Lessons of Wagamese

2013-12-19 - Lessons of WagameseMy words aren’t always there.  Sometimes they hide, or simply run away.  To try to find and bring them back to me can be exhausting.  I’m always seeking ways to summon them with ease.

A couple months ago, I espied a newspaper article about a writing workshop being offered at a Kamloops library.  Host to the invitation was Richard Wagamese, author of several novels including the 2012 bestseller Indian Horse.  What made this opportunity particularly special was its cost, or rather, the lack of one.  The writer was offering to share his advice and writing techniques with members of the Kamloops community, completely free of charge.  Eager to sign up I called right away, but found the class had filled already.  Still, I left my name and number, in case the man might hold another workshop.  To my delight he did, and I ended up a member of that second group.

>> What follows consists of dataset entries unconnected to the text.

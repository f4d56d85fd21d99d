//! Command-line front end for the FADC readout chain.
#![allow(clippy::uninlined_format_args)]

use clap::{Parser, Subcommand, ValueEnum};
use fadcsim_core::{CalibratedHit, ChannelTable, Cluster, ConditionsHandle};
use fadcsim_fadc::tables::channel_table_from_file;
use fadcsim_fadc::{FadcConfig, RawConverter, RawEvent};
use fadcsim_trigger::{evaluator, TriggerCutConfig, TriggerKind, TriggerObserver, TriggerRecord};
use std::fs::File;
use std::io::{self, BufReader, BufWriter, Write};
use std::path::{Path, PathBuf};
use std::sync::Arc;
use std::time::Instant;
use thiserror::Error;

/// Result type for CLI operations.
type Result<T> = std::result::Result<T, CliError>;

/// CLI error types.
#[derive(Error, Debug)]
enum CliError {
    #[error("I/O error: {0}")]
    Io(#[from] std::io::Error),

    #[error("JSON error: {0}")]
    Json(#[from] serde_json::Error),

    #[error("Core error: {0}")]
    Core(#[from] fadcsim_core::Error),

    #[error("FADC error: {0}")]
    Fadc(#[from] fadcsim_fadc::Error),

    #[error("Trigger error: {0}")]
    Trigger(#[from] fadcsim_trigger::Error),
}

/// Trigger type selection.
#[derive(Debug, Clone, Copy, ValueEnum)]
enum Mode {
    /// Any cluster passing the cluster cuts
    Singles,
    /// Coincident top/bottom cluster pairs
    Pairs,
}

impl From<Mode> for TriggerKind {
    fn from(mode: Mode) -> Self {
        match mode {
            Mode::Singles => TriggerKind::Singles,
            Mode::Pairs => TriggerKind::Pairs,
        }
    }
}

/// FADC hit conversion and trigger emulation.
#[derive(Parser)]
#[command(name = "fadcsim")]
#[command(author, version, about, long_about = None)]
struct Cli {
    /// Increase log verbosity (-v info, -vv debug)
    #[arg(short, long, action = clap::ArgAction::Count, global = true)]
    verbose: u8,

    #[command(subcommand)]
    command: Commands,
}

#[derive(Subcommand)]
enum Commands {
    /// Convert raw FADC events into calibrated hits
    Convert {
        /// Events file (JSON list of events)
        input: PathBuf,

        /// FADC configuration file
        #[arg(short, long)]
        config: PathBuf,

        /// Channel calibration table
        #[arg(long)]
        calibration: PathBuf,

        /// Time offset added to Mode-3/7 hits (ns)
        #[arg(long, default_value = "0.0")]
        time_offset: f64,

        /// Output file (stdout if omitted)
        #[arg(short, long)]
        output: Option<PathBuf>,
    },

    /// Run a trigger over per-cycle cluster lists
    Trigger {
        /// Clusters file (JSON list of cycles, each a list of clusters, each a list of hits)
        input: PathBuf,

        /// Trigger cut configuration file
        #[arg(long)]
        cuts: PathBuf,

        /// Channel calibration table (crystal geometry)
        #[arg(long)]
        calibration: PathBuf,

        /// Trigger type
        #[arg(short, long, value_enum, default_value = "singles")]
        mode: Mode,

        /// Positional cut string overriding the file (e.g. "0.1 1.5 2")
        #[arg(long)]
        cut_string: Option<String>,
    },

    /// Show a validated FADC configuration
    Info {
        /// FADC configuration file
        #[arg(short, long)]
        config: PathBuf,
    },
}

/// Logs every fired trigger.
struct LogObserver;

impl TriggerObserver for LogObserver {
    fn trigger_fired(&mut self, record: &TriggerRecord) {
        log::info!("{} trigger at cycle {} ({:.1} ns)", record.kind, record.cycle, record.time_ns);
    }
}

fn main() -> Result<()> {
    let cli = Cli::parse();

    let level = match cli.verbose {
        0 => "warn",
        1 => "info",
        _ => "debug",
    };
    env_logger::Builder::from_env(env_logger::Env::default().default_filter_or(level)).init();

    match cli.command {
        Commands::Convert {
            input,
            config,
            calibration,
            time_offset,
            output,
        } => convert(&input, &config, &calibration, time_offset, output.as_deref()),
        Commands::Trigger {
            input,
            cuts,
            calibration,
            mode,
            cut_string,
        } => trigger(&input, &cuts, &calibration, mode.into(), cut_string.as_deref()),
        Commands::Info { config } => {
            let config = FadcConfig::from_file(&config)?;
            println!("Integration window: NSA={} ns, NSB={} ns", config.window.nsa, config.window.nsb);
            println!(
                "Samples: {} after, {} before crossing",
                config.window.samples_after(),
                config.window.samples_before()
            );
            println!("Threshold: {} ADC over pedestal", config.threshold);
            println!("Max pulses: {}", config.max_pulses);
            match config.window_samples() {
                Some(samples) => println!("Readout window: {} samples", samples),
                None => println!("Readout window: unbounded"),
            }
            println!("Mode-7 timing: {}", config.mode7_timing);
            println!("SSP emulation: {}", config.ssp_emulation);
            println!("Running pedestal: {}", config.use_running_pedestal);
            println!("Pulse fitting: {}", config.use_fit);
            Ok(())
        }
    }
}

fn convert(input: &Path, config: &Path, calibration: &Path, time_offset: f64, output: Option<&Path>) -> Result<()> {
    let config = FadcConfig::from_file(config)?;
    let conditions = Arc::new(ConditionsHandle::new(channel_table_from_file(calibration)?));
    let mut converter = RawConverter::builder()
        .config(config)
        .conditions(conditions)
        .time_offset(time_offset)
        .build()?;

    let events: Vec<RawEvent> = serde_json::from_reader(BufReader::new(File::open(input)?))?;
    log::info!("converting {} events from {}", events.len(), input.display());

    let start = Instant::now();
    let hits = events
        .iter()
        .map(|event| converter.convert_event(event))
        .collect::<std::result::Result<Vec<Vec<CalibratedHit>>, _>>()?;
    let elapsed = start.elapsed();

    let writer: Box<dyn Write> = match output {
        Some(path) => Box::new(File::create(path)?),
        None => Box::new(io::stdout().lock()),
    };
    let mut writer = BufWriter::new(writer);
    serde_json::to_writer_pretty(&mut writer, &hits)?;
    writeln!(writer)?;
    writer.flush()?;

    let stats = converter.statistics();
    eprintln!(
        "Converted {} events in {:.2}s: {} channels, {} pulses, {} hits, {} dropped",
        events.len(),
        elapsed.as_secs_f64(),
        stats.channels_processed,
        stats.pulses_found,
        stats.hits_produced,
        stats.channels_dropped
    );
    Ok(())
}

fn trigger(
    input: &Path,
    cuts: &Path,
    calibration: &Path,
    kind: TriggerKind,
    cut_string: Option<&str>,
) -> Result<()> {
    let mut config = TriggerCutConfig::from_file(cuts)?;
    if let Some(values) = cut_string {
        config.parse_cut_values(kind, values).map_err(fadcsim_core::Error::from)?;
    }
    let table: ChannelTable = channel_table_from_file(calibration)?;

    let cycles: Vec<Vec<Vec<CalibratedHit>>> = serde_json::from_reader(BufReader::new(File::open(input)?))?;
    let cycles = cycles
        .into_iter()
        .map(|cycle| cycle.into_iter().map(Cluster::new).collect::<fadcsim_core::Result<Vec<_>>>())
        .collect::<fadcsim_core::Result<Vec<_>>>()?;

    let mut evaluator = evaluator(kind, config).map_err(fadcsim_core::Error::from)?;
    evaluator.add_observer(Box::new(LogObserver));

    let mut records = Vec::new();
    for clusters in &cycles {
        if let Some(record) = evaluator.process_cycle(clusters, &table)? {
            records.push(record);
        }
    }

    let mut stdout = io::stdout().lock();
    serde_json::to_writer_pretty(&mut stdout, &records)?;
    writeln!(stdout)?;

    let stats = evaluator.statistics();
    eprintln!(
        "{} trigger: {} cycles ({} dead), {} of {} clusters passed, {} pairs tested, {} triggers",
        evaluator.name(),
        stats.cycles_processed,
        stats.cycles_in_dead_time,
        stats.clusters_passed,
        stats.clusters_seen,
        stats.pairs_tested,
        stats.triggers
    );
    Ok(())
}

For six weeks, the charismatic writer guided me and thirty-or-so others to simultaneously engage the talents of our right and left brains, using techniques that emphasized spontaneous narrative and a harnessing of forgotten childhood energy.  He described some of the exercises that have benefited his own craft, instructing us to experiment with them ourselves.  The face to face class experience challenged the limits of our comfort zones, as one at a time we were encouraged to regale the room with stories spoken off the tops of our heads.  Among Wagamese’s prescribed homework assignments were drawing words from a bag and even talking to our own reflections.  Some of what I produced in the process of it all can be read in my previous blog posts Tumble Burning and Streams of My Consciousness: Feathered Foes and Dizzy Reveries.

The workshop culminated last Thursday in a 72 minute session of continuous writing, during which the room remained silent and hardly a hand took a break from scribbling or typing.  This is the way it seemed to me, at least.  My own focus was so wholly fixated on translating my thoughts into ink that any amount of external activity might have gone unnoticed to my senses.  The fifteen pages of words that filled my notebook at the end of it all were the most I had ever written in a single ongoing effort, and I could easily have kept at it.  What I had so absorbedly penned felt like part of something larger, and so I plan to cultivate it further with added practice and experience.

As a writer I do still have a lot of work ahead to reach the level I want to be at, and undoubtedly I will seek to improve myself even if I ever do get there.  In the meantime, the exercises I have learned and utilized this past month and a half have already improved my ability to let ideas transpire naturally, while not allowing myself to over think things in the process.  Though I may often still struggle with the challenge of a blank screen or unmarked piece of paper, I am now better equipped to deal with such intimidating emptiness.

Thank you, Richard, for lending your expertise to a bunch of us keyboard and pen wielding amateurs.  With your advice may our words flow more freely, and our thoughts unfold beyond the constraints of judgement or expectations.  I am now prepared to take a firm stance against writer’s block, and I will do all that I can to avoid throwing my hands up in surrender, admitting “I’ve got nothing.”